Embracing Choice: The Autobiography of Edith Eger

Edith Eger

Essay by Kerstin W. Shands

How much do we choose in life? Is it possible to choose our own reactions to what happens to us? If we had the answer to these questions, we could accept or dismiss most of the life philosophies written from ancient times to today.

For Edith Eger, the answer is yes. In The Choice: Embrace the Possible, she argues that we always have the possibility to choose, even in times of cruelty, powerlessness and suffering. The power to choose is something no one can take away from us. As one of the last remaining Holocaust survivors, Eger has known the darkest possible experiences, and hers is a voice to take seriously.

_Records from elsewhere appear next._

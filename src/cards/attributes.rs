//! Scalar card values.
//!
//! Card documents are flat mappings from field key to scalar. The engine
//! never interprets field keys directly; it goes through a `Card` view.
//!
//! ## Stat Types
//!
//! - `Null`: missing or explicitly empty
//! - `Bool`: flags (`_rotation_locked`)
//! - `Int`: whole numbers (atk, def, cost)
//! - `Float`: fractional numbers
//! - `Text`: names, types, classes

use im::OrdMap;
use serde::{Deserialize, Serialize};

/// A scalar value stored on a card or carried by an event.
#[derive(Clone, Debug, Default, PartialEq, Serialize, Deserialize)]
#[serde(untagged)]
pub enum Stat {
    #[default]
    Null,
    Bool(bool),
    Int(i64),
    Float(f64),
    Text(String),
}

impl Stat {
    #[must_use]
    pub fn is_null(&self) -> bool {
        matches!(self, Stat::Null)
    }

    /// Get as integer if this is an Int value.
    #[must_use]
    pub fn as_int(&self) -> Option<i64> {
        match self {
            Stat::Int(v) => Some(*v),
            _ => None,
        }
    }

    /// Get as string reference if this is a Text value.
    #[must_use]
    pub fn as_text(&self) -> Option<&str> {
        match self {
            Stat::Text(s) => Some(s),
            _ => None,
        }
    }

    /// Numeric reading used by damage effects.
    ///
    /// Text holding a number is accepted since card editors store
    /// stats as strings.
    #[must_use]
    pub fn as_number(&self) -> Option<f64> {
        match self {
            Stat::Int(v) => Some(*v as f64),
            Stat::Float(v) => Some(*v),
            Stat::Text(s) => s.trim().parse::<f64>().ok(),
            Stat::Null | Stat::Bool(_) => None,
        }
    }

    /// Value equality where `Int` and `Float` compare numerically.
    #[must_use]
    pub fn same_value(&self, other: &Stat) -> bool {
        match (self, other) {
            (Stat::Int(a), Stat::Float(b)) | (Stat::Float(b), Stat::Int(a)) => *a as f64 == *b,
            _ => self == other,
        }
    }

    /// Truthiness of a flag field: null, false, zero and "" are false.
    #[must_use]
    pub fn is_truthy(&self) -> bool {
        match self {
            Stat::Null => false,
            Stat::Bool(b) => *b,
            Stat::Int(v) => *v != 0,
            Stat::Float(v) => *v != 0.0,
            Stat::Text(s) => !s.is_empty(),
        }
    }
}

impl std::fmt::Display for Stat {
    fn fmt(&self, f: &mut std::fmt::Formatter<'_>) -> std::fmt::Result {
        match self {
            Stat::Null => write!(f, "null"),
            Stat::Bool(v) => write!(f, "{}", v),
            Stat::Int(v) => write!(f, "{}", v),
            Stat::Float(v) => write!(f, "{}", v),
            Stat::Text(s) => write!(f, "{}", s),
        }
    }
}

impl From<i64> for Stat {
    fn from(v: i64) -> Self {
        Stat::Int(v)
    }
}

impl From<i32> for Stat {
    fn from(v: i32) -> Self {
        Stat::Int(v as i64)
    }
}

impl From<usize> for Stat {
    fn from(v: usize) -> Self {
        Stat::Int(i64::try_from(v).unwrap_or(i64::MAX))
    }
}

impl From<f64> for Stat {
    fn from(v: f64) -> Self {
        Stat::Float(v)
    }
}

impl From<bool> for Stat {
    fn from(v: bool) -> Self {
        Stat::Bool(v)
    }
}

impl From<String> for Stat {
    fn from(v: String) -> Self {
        Stat::Text(v)
    }
}

impl From<&str> for Stat {
    fn from(v: &str) -> Self {
        Stat::Text(v.to_string())
    }
}

impl<T: Into<Stat>> From<Option<T>> for Stat {
    fn from(v: Option<T>) -> Self {
        v.map_or(Stat::Null, Into::into)
    }
}

/// Raw card document: field key to scalar.
pub type CardRecord = OrdMap<String, Stat>;
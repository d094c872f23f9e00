//! Card effects.
//!
//! - `Effect`: typed form of a card's effect entry
//! - `TargetRef`: player or field-slot target parsed from `f-<row>-<slot>`
//! - `v1`: the versioned appliers, as methods on `Match`
//! - `EffectResolver`: dispatches an `Effect` to its applier
//!
//! Appliers only append events (and adjust hit points for damage). They
//! never check whose turn it is.

mod effect;
mod resolver;
mod targeting;
mod v1;

pub use effect::{Barrage, Effect, StatKind};
pub use resolver::EffectResolver;
pub use targeting::TargetRef;
//! Nemesis: the built-in opponent.
//!
//! On its turn the bot picks uniformly between drawing (when it may) and
//! playing a random hand card to a random empty slot, applies the pick,
//! and closes the turn. With nothing to pick it just closes the turn.
//!
//! An empty hand with room on the field means the opening draw has not
//! reached the bot yet. `act` reports `Outcome::Waiting` instead of
//! blocking; `act_polling` retries a bounded number of times.

use std::sync::atomic::{AtomicBool, Ordering};

use serde::{Deserialize, Serialize};
use smallvec::SmallVec;
use tracing::{debug, info, warn};

use crate::cards::{CardId, Stat};
use crate::core::config::EngineConfig;
use crate::core::error::{EngineError, Result};
use crate::core::event::Attribute;
use crate::core::player::PlayerId;
use crate::core::rng::GameRng;
use crate::core::state::Match;
use crate::effects::TargetRef;
use crate::rules::Target;

/// A move the bot can make before ending its turn.
#[derive(Clone, Debug, PartialEq, Eq, Serialize, Deserialize)]
pub enum BotMove {
    /// Draw this many cards.
    Draw(usize),
    /// Play a hand card to a field slot.
    Play { card: CardId, row: usize, slot: usize },
}

impl std::fmt::Display for BotMove {
    fn fmt(&self, f: &mut std::fmt::Formatter<'_>) -> std::fmt::Result {
        match self {
            BotMove::Draw(count) => write!(f, "draw {}", count),
            BotMove::Play { card, row, slot } => write!(
                f,
                "bot plays card {} to field position {}",
                card,
                TargetRef::field(*row, *slot)
            ),
        }
    }
}

/// What the bot did with the state it was given.
#[derive(Clone, Debug, PartialEq, Eq)]
pub enum Outcome {
    /// Not the bot's turn; state unchanged.
    Abstained,
    /// Applied a move and ended the turn.
    Acted(BotMove),
    /// Nothing to do; ended the turn.
    Passed,
    /// Hand is empty; state unchanged, try again after the hand is dealt.
    Waiting,
}

impl Outcome {
    /// Whether a substantive move was taken.
    #[must_use]
    pub fn acted(&self) -> bool {
        matches!(self, Outcome::Acted(_))
    }
}

/// Where `act_polling` gets fresh match state from.
pub trait MatchSource {
    fn reload(&mut self) -> Result<Match>;
}

impl<F> MatchSource for F
where
    F: FnMut() -> Result<Match>,
{
    fn reload(&mut self) -> Result<Match> {
        self()
    }
}

/// Bot player.
#[derive(Clone, Debug)]
pub struct Nemesis {
    id: PlayerId,
    config: EngineConfig,
}

impl Nemesis {
    pub fn new(id: impl Into<PlayerId>, config: EngineConfig) -> Self {
        Self {
            id: id.into(),
            config,
        }
    }

    #[must_use]
    pub fn id(&self) -> &PlayerId {
        &self.id
    }

    /// Take the bot's turn on `state`, if it holds the turn.
    pub fn act(&self, state: &Match, rng: &mut GameRng) -> Result<(Match, Outcome)> {
        self.decide(state, rng, true)
    }

    /// `act`, reloading the match while the bot waits for its hand.
    ///
    /// Reloads at most `hand_wait.attempts` times, pausing `interval_ms`
    /// between them. `cancel` is checked before every reload. Once the
    /// attempts run out the bot decides without the play option.
    pub fn act_polling<S>(
        &self,
        source: &mut S,
        rng: &mut GameRng,
        cancel: &AtomicBool,
    ) -> Result<(Match, Outcome)>
    where
        S: MatchSource + ?Sized,
    {
        let policy = self.config.hand_wait;
        let attempts = policy.attempts.max(1);

        let mut state = Self::reload(source, cancel)?;
        for attempt in 1..=attempts {
            let (next, outcome) = self.act(&state, rng)?;
            if outcome != Outcome::Waiting {
                return Ok((next, outcome));
            }
            if attempt == attempts {
                break;
            }

            debug!(bot = %self.id, attempt, "waiting for hand draw");
            std::thread::sleep(policy.interval());
            state = Self::reload(source, cancel)?;
        }

        warn!(bot = %self.id, attempts, "hand still empty, deciding without play");
        self.decide(&state, rng, false)
    }

    fn reload<S: MatchSource + ?Sized>(source: &mut S, cancel: &AtomicBool) -> Result<Match> {
        if cancel.load(Ordering::Relaxed) {
            return Err(EngineError::Cancelled);
        }
        source.reload()
    }

    fn decide(&self, state: &Match, rng: &mut GameRng, allow_play: bool) -> Result<(Match, Outcome)> {
        let me = self.id.as_str();
        if !state.is_turn(Target::Player, me) {
            debug!(bot = %self.id, match_id = %state.id, "not my turn");
            return Ok((state.clone(), Outcome::Abstained));
        }
        if state.can_respond(Target::Player, me) {
            debug!(bot = %self.id, "pending responses are not handled by bots");
        }

        let seat = state.player(&self.id)?;
        let mut options: SmallVec<[BotMove; 2]> = SmallVec::new();

        if state.can_draw(Target::Player, me) {
            options.push(BotMove::Draw(self.config.bot_draw));
        }

        let empty = state.empty_slots(self.config.bot_rows);
        if allow_play && !empty.is_empty() {
            if seat.hand.is_empty() {
                debug!(bot = %self.id, match_id = %state.id, "hand empty, waiting");
                return Ok((state.clone(), Outcome::Waiting));
            }

            let hand: Vec<&CardId> = seat.hand.iter().collect();
            let card = rng.choose(&hand).map(|card| (*card).clone());
            let position = rng.choose(&empty).copied();
            if let (Some(card), Some((row, slot))) = (card, position) {
                options.push(BotMove::Play { card, row, slot });
            }
        }

        let Some(chosen) = rng.choose(&options).cloned() else {
            info!(bot = %self.id, match_id = %state.id, "passing turn");
            return Ok((self.close_turn(state), Outcome::Passed));
        };

        info!(bot = %self.id, match_id = %state.id, choice = %chosen, "bot move");
        let next = self.perform(state, &chosen)?;
        Ok((self.close_turn(&next), Outcome::Acted(chosen)))
    }

    fn perform(&self, state: &Match, chosen: &BotMove) -> Result<Match> {
        match chosen {
            BotMove::Draw(count) => state.draw(&self.id, *count),
            BotMove::Play { .. } => Ok(state.record(self.id.clone(), chosen.to_string(), Stat::Null)),
        }
    }

    fn close_turn(&self, state: &Match) -> Match {
        state
            .record(self.id.clone(), Attribute::EndTurn, Stat::Null)
            .end_turn(&self.id)
    }
}
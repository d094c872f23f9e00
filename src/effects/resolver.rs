//! Effect resolution - dispatching a played card's effect to its applier.

use super::effect::Effect;
use crate::cards::{CardId, CardLibrary};
use crate::core::error::Result;
use crate::core::player::PlayerId;
use crate::core::state::Match;

/// Applies `Effect`s to a match.
///
/// Card stats are resolved through the library and its mapping.
pub struct EffectResolver<'a> {
    library: &'a CardLibrary,
}

impl<'a> EffectResolver<'a> {
    #[must_use]
    pub fn new(library: &'a CardLibrary) -> Self {
        Self { library }
    }

    /// Apply the effect of `card_id`, played by `played_by`.
    pub fn resolve(
        &self,
        state: &Match,
        effect: &Effect,
        card_id: &CardId,
        played_by: &PlayerId,
    ) -> Result<Match> {
        match effect {
            Effect::Barrage(barrage) => state.v1_barrage(self.library, card_id, played_by, barrage),
            Effect::Buff { stat, amt } => Ok(state.v1_buff(card_id, played_by, *stat, *amt)),
            Effect::Debuff { stat, amt } => Ok(state.v1_debuff(card_id, played_by, *stat, *amt)),
            Effect::DebuffAttacking { stat, amt } => {
                Ok(state.v1_debuff_attacking(card_id, played_by, *stat, *amt))
            }
            Effect::PreventRotationContinuous {
                target,
                target_attribute,
                target_value,
            } => state.v1_prevent_rotation_continuous(
                self.library.mapping(),
                card_id,
                played_by,
                target,
                target_attribute.as_deref(),
                target_value.as_ref(),
            ),
            Effect::PreventRotationNTimes {
                num_of_turns,
                target,
            } => Ok(state.v1_prevent_rotation_n_times(card_id, played_by, *num_of_turns, target)),
        }
    }

    /// Apply effects in order, stopping at the first failure.
    pub fn resolve_all<'e>(
        &self,
        state: &Match,
        effects: impl IntoIterator<Item = &'e Effect>,
        card_id: &CardId,
        played_by: &PlayerId,
    ) -> Result<Match> {
        effects.into_iter().try_fold(state.clone(), |current, effect| {
            self.resolve(&current, effect, card_id, played_by)
        })
    }
}
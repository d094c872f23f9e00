//! Effect definitions.
//!
//! Card documents name an effect and its parameters; `Effect` is the
//! typed form. Each variant maps to one versioned applier on `Match`.

use serde::{Deserialize, Serialize};

use crate::cards::Stat;

/// Stat a buff or debuff adjusts.
#[derive(Clone, Copy, Debug, PartialEq, Eq, Hash, Serialize, Deserialize)]
#[serde(rename_all = "lowercase")]
pub enum StatKind {
    Atk,
    Def,
}

impl StatKind {
    #[must_use]
    pub fn as_str(self) -> &'static str {
        match self {
            StatKind::Atk => "atk",
            StatKind::Def => "def",
        }
    }
}

impl std::fmt::Display for StatKind {
    fn fmt(&self, f: &mut std::fmt::Formatter<'_>) -> std::fmt::Result {
        write!(f, "{}", self.as_str())
    }
}

/// Percentages of card stats dealt to the opponent and to the caster.
///
/// The damage keys are stat names resolved through the card view.
#[derive(Clone, Debug, PartialEq, Serialize, Deserialize)]
pub struct Barrage {
    pub op_perc: f64,
    pub op_dmg_key: String,
    pub pl_perc: f64,
    pub pl_dmg_key: String,
}

/// A played card's effect with its parameters.
#[derive(Clone, Debug, PartialEq, Serialize, Deserialize)]
#[serde(tag = "effect")]
pub enum Effect {
    /// Damage the opponent and the caster by percentages of card stats.
    #[serde(rename = "v1_barrage")]
    Barrage(Barrage),

    #[serde(rename = "v1_buff")]
    Buff { stat: StatKind, amt: i64 },

    /// Not implemented: applying it leaves the match unchanged.
    #[serde(rename = "v1_debuff")]
    Debuff { stat: StatKind, amt: i64 },

    /// Not implemented: applying it leaves the match unchanged.
    #[serde(rename = "v1_debuff_attacking")]
    DebuffAttacking { stat: StatKind, amt: i64 },

    /// Prevent rotation of the target for as long as the card stays.
    ///
    /// With `target_attribute` on a field target, the slot's card must
    /// carry `target_value` for that stat.
    #[serde(rename = "v1_prevent_rotation_continuous")]
    PreventRotationContinuous {
        target: String,
        #[serde(default)]
        target_attribute: Option<String>,
        #[serde(default)]
        target_value: Option<Stat>,
    },

    /// Prevent rotation for a number of turns.
    #[serde(rename = "v1_prevent_rotation_N_times")]
    PreventRotationNTimes { num_of_turns: u32, target: String },
}

impl Effect {
    /// The applier name as stored in card documents.
    #[must_use]
    pub fn name(&self) -> &'static str {
        match self {
            Effect::Barrage(_) => "v1_barrage",
            Effect::Buff { .. } => "v1_buff",
            Effect::Debuff { .. } => "v1_debuff",
            Effect::DebuffAttacking { .. } => "v1_debuff_attacking",
            Effect::PreventRotationContinuous { .. } => "v1_prevent_rotation_continuous",
            Effect::PreventRotationNTimes { .. } => "v1_prevent_rotation_N_times",
        }
    }
}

While The Choice is an autobiographical account of Edith Eger’s life, it is also a philosophical work whose central theme concerns our ability to choose. Much of Eger’s life wisdom stems from her experiences in the concentration camp and from working through this trauma for decades afterwards. Her inner strength helps her move on and create a new life in the South in the United States, where she and her husband, Béla Eger, move in 1949 and where Edith becomes a psychologist focusing on trauma therapy.

Edith Eger was born in a Hungarian-Jewish family in 1927 in Košice. Even though conditions there were somewhat better than in many other places, there was an antisemitism that affected Eger. In the spring of 1944, the family was forced to move to the ghetto in Košice. Later on, they were sent to Auschwitz, where the young Edith, a teenager, was separated from her parents and was never to see them again. But Edith’s sister Magda was with her in Auschwitz, something that was of life-saving importance for them both.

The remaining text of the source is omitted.